Scott, Collier & Nash, and Jack R. Harris, Statesville, for defendants, appellees.

JOHNSON, Justice.

The collision occurred on U. S. Highway No. 21 at the junction of a side road (leading to Shiloh Church) half a mile south of the Town of Troutman in Iredell County. Highway No. 21 runs north and south. The side road joins it on the east side. The two vehicles involved in the wreck were traveling in opposite directions on Highway No. 21, meeting each other. It was in the daytime and the weather was clear. The plaintiff was driving north in his Chrysler; the defendant Wetherford, agent of the corporate defendant, was going south in a truck. The two vehicles collided at the juncture of the side road as the defendant Wetherford undertook to make a left turn from the highway into the side road across the traffic lane of the plaintiff's oncoming automobile. As a result, both vehicles were damaged and the plaintiff suffered personal injuries.

Just south of the junction there is a hill crest which prevents approaching motorists from seeing each other over the hill. From the crest of the hill down to the junction it is about 100 feet. The grade is about 35 degrees. A motorist approaching *805 from the south, as was the plaintiff, could not see the side road junction until he reached the crest of the hill.

The plaintiff testified in substance: that when he reached the top of the hill, driving between 45 and 50 miles per hour, he saw the defendants' oncoming truck. It was then about 130 feet down the hill from him —about 30 feet below the junction, and was "varying across" the center line. It was about one foot over the line in plaintiff's lane and was traveling 15 or 20 miles per hour. The plaintiff saw no turn-signal given by the operator of the truck, and not knowing "whether (he) was going to turn off or what," the plaintiff blew his horn and held it on. The truck continued to vary to its left. It was not turning sharply—"just bearing over." The plaintiff then slammed on his brakes and pulled to the right toward the shoulder of the highway, but was unable to stop before colliding with the truck, as it angled on into the entrance of the side road.

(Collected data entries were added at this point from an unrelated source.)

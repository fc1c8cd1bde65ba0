//! Structural comparison of two derived GeoJSON feature collections.
//!
//! Features are matched by an identity property (`trailsroc-id` by
//! default). Matched pairs are diffed structurally; the diff is then pruned
//! of known noise: synthetic `id` fields added by downstream tooling, and
//! geometry coordinate deltas below a numeric tolerance.

use geojson::{FeatureCollection, GeoJson};
use serde_json::Value;
use std::collections::BTreeSet;
use std::fmt;
use std::path::Path;

/// Geometry deltas smaller than this are floating-point jitter, not edits.
pub const DEFAULT_TOLERANCE: f64 = 1e-6;

#[derive(Debug, thiserror::Error)]
pub enum CompareError {
    #[error("GeoJSON error: {0}")]
    Geojson(#[from] geojson::Error),

    #[error("feature without a {0:?} property")]
    MissingId(String),

    #[error("JSON error: {0}")]
    Json(#[from] serde_json::Error),

    #[error("IO error: {0}")]
    Io(#[from] std::io::Error),
}

pub type Result<T> = std::result::Result<T, CompareError>;

/// One structural difference between two JSON documents, located by a
/// dotted path (array indices in brackets).
#[derive(Debug, Clone, PartialEq)]
pub enum Change {
    Added { path: String, value: Value },
    Removed { path: String, value: Value },
    Changed { path: String, old: Value, new: Value },
}

impl fmt::Display for Change {
    fn fmt(&self, f: &mut fmt::Formatter<'_>) -> fmt::Result {
        match self {
            Change::Added { path, value } => write!(f, "+ {path}: {value}"),
            Change::Removed { path, value } => write!(f, "- {path}: {value}"),
            Change::Changed { path, old, new } => write!(f, "~ {path}: {old} -> {new}"),
        }
    }
}

/// Structural diff of two JSON values.
pub fn diff(old: &Value, new: &Value) -> Vec<Change> {
    let mut changes = Vec::new();
    diff_at(String::new(), old, new, &mut changes);
    changes
}

fn join_key(path: &str, key: &str) -> String {
    if path.is_empty() {
        key.to_string()
    } else {
        format!("{path}.{key}")
    }
}

fn diff_at(path: String, old: &Value, new: &Value, changes: &mut Vec<Change>) {
    match (old, new) {
        (Value::Object(old_map), Value::Object(new_map)) => {
            for (key, old_value) in old_map {
                match new_map.get(key) {
                    Some(new_value) => {
                        diff_at(join_key(&path, key), old_value, new_value, changes)
                    }
                    None => changes.push(Change::Removed {
                        path: join_key(&path, key),
                        value: old_value.clone(),
                    }),
                }
            }
            for (key, new_value) in new_map {
                if !old_map.contains_key(key) {
                    changes.push(Change::Added {
                        path: join_key(&path, key),
                        value: new_value.clone(),
                    });
                }
            }
        }
        (Value::Array(old_items), Value::Array(new_items)) => {
            let shared = old_items.len().min(new_items.len());
            for i in 0..shared {
                diff_at(format!("{path}[{i}]"), &old_items[i], &new_items[i], changes);
            }
            for (i, item) in old_items.iter().enumerate().skip(shared) {
                changes.push(Change::Removed {
                    path: format!("{path}[{i}]"),
                    value: item.clone(),
                });
            }
            for (i, item) in new_items.iter().enumerate().skip(shared) {
                changes.push(Change::Added {
                    path: format!("{path}[{i}]"),
                    value: item.clone(),
                });
            }
        }
        _ if old == new => {}
        _ => changes.push(Change::Changed {
            path,
            old: old.clone(),
            new: new.clone(),
        }),
    }
}

fn final_key(path: &str) -> &str {
    path.rsplit('.').next().unwrap_or(path)
}

/// Drop changes that are known noise: added `id` fields, and geometry
/// number deltas below `tolerance`.
pub fn prune(changes: Vec<Change>, tolerance: f64) -> Vec<Change> {
    changes
        .into_iter()
        .filter(|change| match change {
            Change::Added { path, .. } => final_key(path) != "id",
            Change::Changed { path, old, new } => {
                if !path.starts_with("geometry") {
                    return true;
                }
                match (old.as_f64(), new.as_f64()) {
                    (Some(a), Some(b)) => (a - b).abs() >= tolerance,
                    _ => true,
                }
            }
            Change::Removed { .. } => true,
        })
        .collect()
}

/// Pruned per-feature differences, keyed by the identity property.
#[derive(Debug)]
pub struct FeatureDiff {
    pub id: String,
    pub changes: Vec<Change>,
}

/// Full comparison result for two feature collections.
#[derive(Debug)]
pub struct CompareReport {
    pub only_left: BTreeSet<String>,
    pub only_right: BTreeSet<String>,
    /// Ids matched by more than one feature on the right side.
    pub ambiguous: Vec<(String, usize)>,
    pub diffs: Vec<FeatureDiff>,
}

impl CompareReport {
    pub fn is_clean(&self) -> bool {
        self.only_left.is_empty()
            && self.only_right.is_empty()
            && self.ambiguous.is_empty()
            && self.diffs.is_empty()
    }
}

impl fmt::Display for CompareReport {
    fn fmt(&self, f: &mut fmt::Formatter<'_>) -> fmt::Result {
        for id in &self.only_left {
            writeln!(f, "only in left: {id}")?;
        }
        for id in &self.only_right {
            writeln!(f, "only in right: {id}")?;
        }
        for (id, count) in &self.ambiguous {
            writeln!(f, "ambiguous: {id} matches {count} right features")?;
        }
        for diff in &self.diffs {
            writeln!(f, "{}", diff.id)?;
            for change in &diff.changes {
                writeln!(f, "  {change}")?;
            }
        }
        Ok(())
    }
}

fn load_features(path: &Path, id_property: &str) -> Result<Vec<(String, Value)>> {
    let raw = std::fs::read_to_string(path)?;
    let geojson: GeoJson = raw.parse()?;
    let collection = FeatureCollection::try_from(geojson)?;
    let mut features = Vec::with_capacity(collection.features.len());
    for feature in collection.features {
        let id = feature
            .property(id_property)
            .and_then(Value::as_str)
            .ok_or_else(|| CompareError::MissingId(id_property.to_string()))?
            .to_string();
        features.push((id, serde_json::to_value(&feature)?));
    }
    Ok(features)
}

/// Compare two GeoJSON files feature-by-feature.
pub fn compare_files(
    left: &Path,
    right: &Path,
    id_property: &str,
    tolerance: f64,
) -> Result<CompareReport> {
    let left_features = load_features(left, id_property)?;
    let right_features = load_features(right, id_property)?;
    Ok(compare_features(
        &left_features,
        &right_features,
        tolerance,
    ))
}

fn compare_features(
    left: &[(String, Value)],
    right: &[(String, Value)],
    tolerance: f64,
) -> CompareReport {
    let left_ids: BTreeSet<String> = left.iter().map(|(id, _)| id.clone()).collect();
    let right_ids: BTreeSet<String> = right.iter().map(|(id, _)| id.clone()).collect();

    let mut ambiguous = Vec::new();
    let mut diffs = Vec::new();
    for (id, left_value) in left {
        let matches: Vec<&Value> = right
            .iter()
            .filter(|(right_id, _)| right_id == id)
            .map(|(_, value)| value)
            .collect();
        let Some(right_value) = matches.first() else {
            continue;
        };
        if matches.len() > 1 {
            ambiguous.push((id.clone(), matches.len()));
        }
        let changes = prune(diff(left_value, right_value), tolerance);
        if !changes.is_empty() {
            diffs.push(FeatureDiff {
                id: id.clone(),
                changes,
            });
        }
    }

    CompareReport {
        only_left: left_ids.difference(&right_ids).cloned().collect(),
        only_right: right_ids.difference(&left_ids).cloned().collect(),
        ambiguous,
        diffs,
    }
}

The evidence discloses these further facts: Both vehicles came to rest in the entrance to the side road. The left front wheel of the defendants' truck was in the ditch and the right front wheel was on the hard surfaced portion of the side road. The rear of the truck extended back to about one foot from the center line of the highway. The plaintiff's Chrysler was headed north—"sitting in a northeasterly position." There were "53 feet of skidmarks extending southward up the highway from the front wheels of the plaintiff's automobile. These skidmarks angled off the right side of the highway and the skidmark leading from the left front wheel * * * left the highway at a point approximately six feet from where the automobile was sitting. * * * The skidmarks leading to the * * * right front wheel (of the Chrysler) went off the shoulder for approximately four feet, the * * * skidmark leading to the left front wheel * * * stayed on the road until it made a definite turn * * * into the alternate road." The plaintiff's car showed damage to the left front and left side; the defendants' truck was damaged on the right front and right side. The plaintiff was familiar with the highway and knew of the location of the side road. The evidence does not disclose: (1) that there was any other traffic in the vicinity of the collision, (2) that the collision was within either a business or a residential district, or (3) that there were any nearby highway markers indicating a reduced speed zone.

Our analysis of the evidence leaves the impression it is sufficient to justify, though not necessarily to impel, the inference that the collision was proximately caused by the negligence of the defendant truck driver in turning into the side road without complying with statutory requirements. We also conclude that while the evidence may justify the inference that the plaintiff was contributorily negligent, nevertheless we think it sufficient to support the opposite inference. This makes it a case for the jury.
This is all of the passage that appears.